The resulting molecule has two incompatible segments: the PDMS segment (hydrophobic, low surface tension) and the polyether segment (hydrophilic, water-soluble). This amphiphilic architecture creates a surface-active molecule with unusual performance — combining the surface tension reduction of silicone with the water-solubility or water-dispersibility of polyether. The HLB (hydrophile-lipophile balance) value, determined by the PEO:PPO ratio and polyether molecular weight, is tunable from 3 (oil-preferring, foam control) to 15 (water-preferring, strong wetting agent).
The cloud point — the temperature at which the polymer phase-separates from water — is another key parameter, ranging from below ambient to above 80 °C depending on EO content. Understanding cloud point is essential in systems where temperature fluctuates (polyurethane foam production, high-temperature dyeing baths).
Properties and Performance
Surface tension reduction: Polyether silicone can reduce water surface tension to 20–25 mN/m at concentrations of 0.01–0.1% — among the most efficient of all surfactants.
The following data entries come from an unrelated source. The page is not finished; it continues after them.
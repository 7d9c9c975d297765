use std::fs::File;
use std::io::{BufReader, Read};
use std::path::Path;

use chrono::NaiveDateTime;
use ndarray::Array1;
use serde::Deserialize;
use trafficseg::{IntervalRecord, Sample};

use crate::error::{DatasetError, Result};

const TIMESTAMP_FORMATS: [&str; 2] = ["%Y-%m-%d %H:%M:%S", "%Y-%m-%dT%H:%M:%S"];

#[derive(Debug, Deserialize)]
#[serde(deny_unknown_fields)]
struct RawDocument {
    data: Vec<RawInterval>,
}

#[derive(Debug, Deserialize)]
#[serde(deny_unknown_fields)]
struct RawInterval {
    starttime: String,
    #[serde(default)]
    endtime: Option<String>,
    values: Vec<RawValue>,
}

#[derive(Debug, Deserialize)]
#[serde(deny_unknown_fields)]
struct RawValue {
    timestamp: String,
    vehicles: Vehicles,
}

#[derive(Debug, Deserialize)]
#[serde(untagged)]
enum Vehicles {
    Flat(Vec<f64>),
    Matrix(Vec<Vec<f64>>),
}

impl Vehicles {
    fn into_flat(self) -> Vec<f64> {
        match self {
            Vehicles::Flat(counts) => counts,
            Vehicles::Matrix(rows) => rows.into_iter().flatten().collect(),
        }
    }
}

fn parse_timestamp(value: &str) -> Result<NaiveDateTime> {
    TIMESTAMP_FORMATS
        .iter()
        .find_map(|format| NaiveDateTime::parse_from_str(value, format).ok())
        .ok_or_else(|| DatasetError::Timestamp(value.to_string()))
}

impl RawDocument {
    fn validate(self) -> Result<TrafficDataset> {
        let mut width = None;
        let intervals = self
            .data
            .into_iter()
            .map(|interval| interval.validate(&mut width))
            .collect::<Result<Vec<_>>>()?;

        Ok(TrafficDataset { intervals })
    }
}

impl RawInterval {
    fn validate(self, width: &mut Option<usize>) -> Result<IntervalRecord<f64>> {
        let start = parse_timestamp(&self.starttime)?;
        if let Some(end) = self.endtime.as_deref().map(parse_timestamp).transpose()? {
            if end < start {
                return Err(DatasetError::EndBeforeStart { start, end });
            }
        }

        let samples = self
            .values
            .into_iter()
            .map(|value| value.validate(width))
            .collect::<Result<Vec<_>>>()?;

        Ok(IntervalRecord::new(start, samples))
    }
}

impl RawValue {
    fn validate(self, width: &mut Option<usize>) -> Result<Sample<f64>> {
        let timestamp = parse_timestamp(&self.timestamp)?;
        let counts = self.vehicles.into_flat();

        if counts.is_empty() {
            return Err(DatasetError::EmptyCounts { timestamp });
        }
        if let Some(&value) = counts.iter().find(|x| !x.is_finite() || **x < 0.0) {
            return Err(DatasetError::InvalidCount { timestamp, value });
        }

        let expected = *width.get_or_insert(counts.len());
        if expected != counts.len() {
            return Err(DatasetError::Shape {
                timestamp,
                expected,
                found: counts.len(),
            });
        }

        Ok(Sample::new(timestamp, Array1::from(counts)))
    }
}

/// A decoded and validated traffic document
///
/// Intervals and their samples keep the order of the document. Samples may be repeated across
/// overlapping intervals, deduplication is left to the
/// [`SampleStore`](trafficseg::SampleStore).
#[derive(Debug, Clone, PartialEq)]
pub struct TrafficDataset {
    intervals: Vec<IntervalRecord<f64>>,
}

impl TrafficDataset {
    pub fn intervals(&self) -> &[IntervalRecord<f64>] {
        &self.intervals
    }

    pub fn into_intervals(self) -> Vec<IntervalRecord<f64>> {
        self.intervals
    }

    pub fn nintervals(&self) -> usize {
        self.intervals.len()
    }

    /// Number of samples over all intervals, repeated timestamps included
    pub fn nsamples(&self) -> usize {
        self.intervals.iter().map(|x| x.samples.len()).sum()
    }

    /// Number of counts per sample, `None` for a document without samples
    pub fn width(&self) -> Option<usize> {
        self.intervals
            .iter()
            .flat_map(|x| x.samples.first())
            .map(|sample| sample.vector.len())
            .next()
    }
}

/// Decode a document from any reader
pub fn from_reader<R: Read>(reader: R) -> Result<TrafficDataset> {
    let document: RawDocument = serde_json::from_reader(reader)?;
    let dataset = document.validate()?;

    log::debug!(
        "decoded {} intervals with {} samples",
        dataset.nintervals(),
        dataset.nsamples()
    );

    Ok(dataset)
}

/// Decode a document held in memory
pub fn from_str(input: &str) -> Result<TrafficDataset> {
    from_reader(input.as_bytes())
}

/// Open and decode the document at `path`
pub fn from_path<P: AsRef<Path>>(path: P) -> Result<TrafficDataset> {
    let file = File::open(path)?;
    from_reader(BufReader::new(file))
}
This superior surface tension reduction (versus 35–40 mN/m for conventional surfactants) is driven by the PDMS segment orienting at the air-water interface.
Foam dynamics — stabilization and control: The same molecule can either stabilize or destabilize foam depending on HLB, concentration, and system chemistry:
- High HLB (8–15), low concentration: leveling agent and foam stabilizer in aqueous systems
- Low HLB (3–7): foam control agent (defoaming mechanism via destabilizing foam films)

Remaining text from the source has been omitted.